CEAA provided more clarity to the original guidelines order. It still required environmental reviews of any project on federal land or using federal money, but the question of federal jurisdiction was distilled to a list of specific ministerial decisions to grant permits under various federal laws. This became known as the law list. Fundamental principles of CEAA included that the process be started as early as possible in the planning process and rights to public participation.
Over the years, CEAA had a number of refinements; strengthening in some ways, weakening in others. To handle small projects, a simple paper exercise was required (a screening). Screenings could move to either a comprehensive study (a more elaborate paper exercise) or to a public panel review. Changes to the act had eliminated duplication of different jurisdictions conducting multiple reviews. Federal-provincial panel reviews became more common for large projects. The “triggers” for reviews, permits under the Navigable Waters Protection Act and the Fisheries Act being the most common from the law list, as well as federal money and federal land, had developed a predictable and certain path. As the CEO of the Mining Association of Canada, Pierre Gratton, has frequently told me, CEAA was working well from an industry point of view.
For environmentalists and First Nations, Métis and Inuit, the experience was a bit mixed.
Environmentalists knew that the CEAA process did not stop a bad project. That had happened only two times out of thousands of reviews. But CEAA had become an essential part of the planning process. Where serious environmental damage was found to be inevitable, measures to mitigate that damage would be employed. Project plans were revised. Costly mistakes averted, cleaner technology added – whether in the enhanced air quality controls for an oriented strand board mill or refinery, or for the requirement for enhanced wetlands, restoring other areas to ensure no net loss of habitat.
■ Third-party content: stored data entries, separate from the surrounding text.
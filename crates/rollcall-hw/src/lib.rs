//! rollcall-hw: Camera capture for registration and scanning sessions.
//!
//! Provides V4L2-based camera access and conversion of YUYV, MJPEG and
//! GREY buffers into packed RGB frames.

pub mod camera;
pub mod frame;

pub use camera::{Camera, CameraError, DeviceInfo, PixelFormat};
pub use frame::Frame;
CEAA was the law of the land from 1993 until 2012, when former prime minister Harper repealed it. He replaced it with the weakest environmental assessment law in the industrialized world.
CEAA 2012 had few triggers to require a review. No law list. In fact, the permit making requirements for the Fisheries Act and Navigable Waters Protection Act were removed and both acts gutted. The main target of these moves was to unravel the EA regime as it had existed in Canada for over 40 years.
CEAA 2012 did not describe an environment to assess. No screenings. No comprehensive review. For energy projects, it invented a whole new scheme in which pipelines were reviewed for environmental impact by the National Energy Board, nuclear facilities by the Canadian Nuclear Safety Commission, and drilling in the off-shore of Atlantic Canada by the two provincial off-shore boards.
Justin Trudeau and the Liberal election platform promised to restore the broken laws, bringing back the lost protections in the Fisheries Act and Navigable Waters Protection Act and ensure Canada had an effective environmental assessment process.
Two years later, it is increasingly clear that only the Fisheries Act will receive substantial repair. The structure of Harper’s anti-environmental law regime appears to be a hair’s breadth from Liberal endorsement. The strong recommendations from expert panels Liberals convened are about to be rejected. No law list. No restoration of the nation-wide coverage of all navigable waters. No requirement to conduct EA when federal money is involved. Against the advice of both expert panels, the NEB, off-shore boards and the Canadian Nuclear Safety Commission will still be engaged in environmental reviews. Yes, we’ll get back public access, but only to the shadow remnants of a handful of projects that will get any review at all.
Environmental laws matter to Canadians because protecting our environment matters. If you care, please let Prime Minister Trudeau know, before it’s too late.